__Available data__:
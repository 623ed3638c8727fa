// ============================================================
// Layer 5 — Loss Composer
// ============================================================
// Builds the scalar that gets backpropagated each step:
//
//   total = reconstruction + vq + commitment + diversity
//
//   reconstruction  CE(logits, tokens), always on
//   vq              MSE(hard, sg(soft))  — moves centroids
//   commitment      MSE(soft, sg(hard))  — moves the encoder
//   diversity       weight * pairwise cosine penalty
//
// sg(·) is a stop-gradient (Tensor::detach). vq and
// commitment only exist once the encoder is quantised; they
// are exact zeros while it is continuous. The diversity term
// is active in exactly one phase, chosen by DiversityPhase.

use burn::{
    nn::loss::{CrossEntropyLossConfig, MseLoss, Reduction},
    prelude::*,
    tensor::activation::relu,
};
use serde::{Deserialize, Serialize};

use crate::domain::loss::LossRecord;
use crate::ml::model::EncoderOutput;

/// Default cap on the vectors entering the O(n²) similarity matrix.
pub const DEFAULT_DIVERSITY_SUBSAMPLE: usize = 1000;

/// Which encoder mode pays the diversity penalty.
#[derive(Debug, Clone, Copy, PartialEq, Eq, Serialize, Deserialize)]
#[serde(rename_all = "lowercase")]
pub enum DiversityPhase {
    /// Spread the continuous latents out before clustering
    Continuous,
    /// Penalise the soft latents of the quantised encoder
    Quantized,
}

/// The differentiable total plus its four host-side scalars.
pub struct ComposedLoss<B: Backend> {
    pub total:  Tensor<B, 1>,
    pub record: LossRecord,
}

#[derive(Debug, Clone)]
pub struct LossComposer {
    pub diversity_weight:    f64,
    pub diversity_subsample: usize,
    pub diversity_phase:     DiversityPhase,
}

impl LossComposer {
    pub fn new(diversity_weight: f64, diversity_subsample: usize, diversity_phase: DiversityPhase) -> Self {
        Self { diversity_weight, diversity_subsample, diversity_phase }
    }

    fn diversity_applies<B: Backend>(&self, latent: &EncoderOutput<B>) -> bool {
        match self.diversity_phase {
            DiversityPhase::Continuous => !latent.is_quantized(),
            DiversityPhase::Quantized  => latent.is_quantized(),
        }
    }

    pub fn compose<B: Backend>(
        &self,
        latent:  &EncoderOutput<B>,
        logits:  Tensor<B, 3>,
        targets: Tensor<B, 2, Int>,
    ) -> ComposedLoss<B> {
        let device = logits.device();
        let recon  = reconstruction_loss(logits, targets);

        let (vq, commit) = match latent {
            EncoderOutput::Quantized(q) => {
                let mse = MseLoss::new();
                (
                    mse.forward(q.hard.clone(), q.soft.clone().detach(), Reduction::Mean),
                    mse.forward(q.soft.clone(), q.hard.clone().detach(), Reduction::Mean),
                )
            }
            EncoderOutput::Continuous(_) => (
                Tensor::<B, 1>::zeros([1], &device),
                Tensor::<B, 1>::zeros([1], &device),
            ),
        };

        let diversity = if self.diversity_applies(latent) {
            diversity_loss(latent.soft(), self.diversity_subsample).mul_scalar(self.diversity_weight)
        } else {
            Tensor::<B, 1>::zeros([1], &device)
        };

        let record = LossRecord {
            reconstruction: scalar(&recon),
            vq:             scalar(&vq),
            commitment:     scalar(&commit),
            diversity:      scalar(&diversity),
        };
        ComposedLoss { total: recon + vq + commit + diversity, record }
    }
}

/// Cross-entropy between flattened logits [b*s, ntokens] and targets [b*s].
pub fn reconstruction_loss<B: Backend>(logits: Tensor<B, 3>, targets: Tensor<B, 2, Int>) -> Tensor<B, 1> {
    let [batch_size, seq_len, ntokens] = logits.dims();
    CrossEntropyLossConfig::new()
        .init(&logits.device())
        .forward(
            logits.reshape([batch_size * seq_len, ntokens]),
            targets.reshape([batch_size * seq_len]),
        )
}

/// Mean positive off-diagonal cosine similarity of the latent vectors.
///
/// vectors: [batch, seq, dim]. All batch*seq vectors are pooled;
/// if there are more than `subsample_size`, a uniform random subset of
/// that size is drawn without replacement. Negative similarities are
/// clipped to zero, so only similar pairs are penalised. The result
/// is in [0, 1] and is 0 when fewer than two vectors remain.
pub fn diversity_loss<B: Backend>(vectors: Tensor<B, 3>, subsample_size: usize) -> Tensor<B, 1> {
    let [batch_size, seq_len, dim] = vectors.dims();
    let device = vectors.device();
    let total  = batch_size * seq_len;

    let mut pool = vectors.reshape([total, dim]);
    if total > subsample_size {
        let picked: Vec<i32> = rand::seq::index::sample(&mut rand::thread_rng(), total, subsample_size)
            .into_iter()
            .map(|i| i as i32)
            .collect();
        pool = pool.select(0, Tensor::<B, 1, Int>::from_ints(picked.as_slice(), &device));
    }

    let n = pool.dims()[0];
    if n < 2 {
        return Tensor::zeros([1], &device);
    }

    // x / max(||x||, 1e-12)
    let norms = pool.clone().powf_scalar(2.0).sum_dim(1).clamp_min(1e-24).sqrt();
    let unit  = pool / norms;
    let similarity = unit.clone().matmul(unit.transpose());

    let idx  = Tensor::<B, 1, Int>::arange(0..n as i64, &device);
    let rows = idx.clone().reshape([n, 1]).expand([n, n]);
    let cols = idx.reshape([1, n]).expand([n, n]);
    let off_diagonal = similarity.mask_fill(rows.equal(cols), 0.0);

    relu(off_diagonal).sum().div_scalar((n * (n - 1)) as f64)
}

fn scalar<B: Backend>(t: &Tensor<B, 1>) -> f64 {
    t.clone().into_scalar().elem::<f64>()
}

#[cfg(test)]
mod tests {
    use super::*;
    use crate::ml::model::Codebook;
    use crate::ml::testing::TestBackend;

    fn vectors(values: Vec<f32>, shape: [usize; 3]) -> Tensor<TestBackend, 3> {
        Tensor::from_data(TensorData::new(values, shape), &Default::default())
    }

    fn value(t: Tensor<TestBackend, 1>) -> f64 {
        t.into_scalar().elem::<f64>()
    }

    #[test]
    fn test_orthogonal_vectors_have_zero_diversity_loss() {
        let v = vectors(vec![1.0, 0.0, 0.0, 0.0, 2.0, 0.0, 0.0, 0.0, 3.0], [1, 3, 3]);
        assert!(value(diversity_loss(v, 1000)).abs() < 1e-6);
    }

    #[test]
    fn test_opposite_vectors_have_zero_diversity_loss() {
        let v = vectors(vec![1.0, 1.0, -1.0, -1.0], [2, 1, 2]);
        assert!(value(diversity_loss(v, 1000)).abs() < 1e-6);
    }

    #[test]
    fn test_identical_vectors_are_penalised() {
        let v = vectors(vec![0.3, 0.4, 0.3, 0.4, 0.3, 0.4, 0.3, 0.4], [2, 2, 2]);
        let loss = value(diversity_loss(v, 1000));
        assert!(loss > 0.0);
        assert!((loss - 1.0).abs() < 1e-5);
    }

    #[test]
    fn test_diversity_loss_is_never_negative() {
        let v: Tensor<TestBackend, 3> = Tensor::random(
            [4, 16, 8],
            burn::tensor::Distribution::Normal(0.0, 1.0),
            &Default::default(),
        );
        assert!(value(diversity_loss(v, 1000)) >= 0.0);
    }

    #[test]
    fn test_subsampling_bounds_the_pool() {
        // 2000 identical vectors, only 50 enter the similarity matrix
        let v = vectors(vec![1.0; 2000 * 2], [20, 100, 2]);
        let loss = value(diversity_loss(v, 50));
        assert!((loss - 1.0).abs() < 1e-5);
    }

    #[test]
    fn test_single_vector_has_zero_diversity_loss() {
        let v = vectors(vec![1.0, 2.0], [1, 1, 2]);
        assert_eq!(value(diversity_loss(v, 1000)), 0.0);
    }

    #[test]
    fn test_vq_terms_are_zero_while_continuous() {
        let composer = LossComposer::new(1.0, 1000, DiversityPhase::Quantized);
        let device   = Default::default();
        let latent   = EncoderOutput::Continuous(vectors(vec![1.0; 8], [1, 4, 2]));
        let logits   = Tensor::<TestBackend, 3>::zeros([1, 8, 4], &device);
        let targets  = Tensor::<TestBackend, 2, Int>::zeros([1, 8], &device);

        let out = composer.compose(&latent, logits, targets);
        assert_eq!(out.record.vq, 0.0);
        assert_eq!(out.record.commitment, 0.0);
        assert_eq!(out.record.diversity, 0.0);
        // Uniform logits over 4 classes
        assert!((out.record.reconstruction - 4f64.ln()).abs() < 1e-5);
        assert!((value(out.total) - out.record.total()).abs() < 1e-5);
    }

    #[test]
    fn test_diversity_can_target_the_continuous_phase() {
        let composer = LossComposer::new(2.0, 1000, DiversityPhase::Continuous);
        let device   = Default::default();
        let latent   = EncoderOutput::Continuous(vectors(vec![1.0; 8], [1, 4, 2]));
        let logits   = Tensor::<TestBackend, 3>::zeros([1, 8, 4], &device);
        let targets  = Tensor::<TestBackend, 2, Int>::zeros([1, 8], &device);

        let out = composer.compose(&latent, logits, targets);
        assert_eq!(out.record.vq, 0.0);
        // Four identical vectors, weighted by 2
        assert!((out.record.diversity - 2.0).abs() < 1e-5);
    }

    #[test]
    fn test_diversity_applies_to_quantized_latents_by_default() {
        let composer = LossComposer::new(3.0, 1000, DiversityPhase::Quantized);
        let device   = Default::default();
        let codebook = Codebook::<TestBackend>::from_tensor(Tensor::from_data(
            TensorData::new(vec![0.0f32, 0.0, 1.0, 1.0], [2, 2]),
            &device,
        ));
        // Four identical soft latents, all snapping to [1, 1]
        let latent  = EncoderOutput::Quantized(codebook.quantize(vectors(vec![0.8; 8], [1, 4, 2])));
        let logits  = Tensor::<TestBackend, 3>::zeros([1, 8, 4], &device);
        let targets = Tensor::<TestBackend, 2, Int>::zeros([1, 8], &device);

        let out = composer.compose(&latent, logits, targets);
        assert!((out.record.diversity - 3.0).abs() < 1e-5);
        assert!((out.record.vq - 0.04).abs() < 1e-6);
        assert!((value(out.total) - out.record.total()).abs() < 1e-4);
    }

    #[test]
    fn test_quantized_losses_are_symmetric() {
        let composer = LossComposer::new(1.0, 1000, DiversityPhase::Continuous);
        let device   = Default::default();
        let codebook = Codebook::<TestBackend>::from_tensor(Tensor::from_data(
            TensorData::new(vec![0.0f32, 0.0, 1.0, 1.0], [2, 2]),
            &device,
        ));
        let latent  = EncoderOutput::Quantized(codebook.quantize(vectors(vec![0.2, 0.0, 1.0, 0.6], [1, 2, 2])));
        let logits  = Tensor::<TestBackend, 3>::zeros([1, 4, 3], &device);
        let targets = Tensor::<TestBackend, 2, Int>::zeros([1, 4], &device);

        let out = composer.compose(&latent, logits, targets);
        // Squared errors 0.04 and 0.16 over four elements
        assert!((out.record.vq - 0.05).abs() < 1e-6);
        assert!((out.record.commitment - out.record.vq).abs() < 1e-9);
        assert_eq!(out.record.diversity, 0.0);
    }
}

==

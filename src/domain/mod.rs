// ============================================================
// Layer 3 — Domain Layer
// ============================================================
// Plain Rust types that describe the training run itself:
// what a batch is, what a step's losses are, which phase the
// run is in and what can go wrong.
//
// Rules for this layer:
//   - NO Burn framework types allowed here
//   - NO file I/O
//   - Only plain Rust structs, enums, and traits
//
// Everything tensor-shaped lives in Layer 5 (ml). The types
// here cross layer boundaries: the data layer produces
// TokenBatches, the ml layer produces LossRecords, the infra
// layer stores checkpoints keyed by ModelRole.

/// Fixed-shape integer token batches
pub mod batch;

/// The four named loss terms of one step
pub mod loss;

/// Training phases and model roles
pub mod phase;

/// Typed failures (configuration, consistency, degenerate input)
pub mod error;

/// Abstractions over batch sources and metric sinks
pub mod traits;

__Work item__: From the material above, please return each line containing "hard".

__Answer below__:
//   vq              MSE(hard, sg(soft))  — moves centroids
//   commitment      MSE(soft, sg(hard))  — moves the encoder
                    mse.forward(q.hard.clone(), q.soft.clone().detach(), Reduction::Mean),
                    mse.forward(q.soft.clone(), q.hard.clone().detach(), Reduction::Mean),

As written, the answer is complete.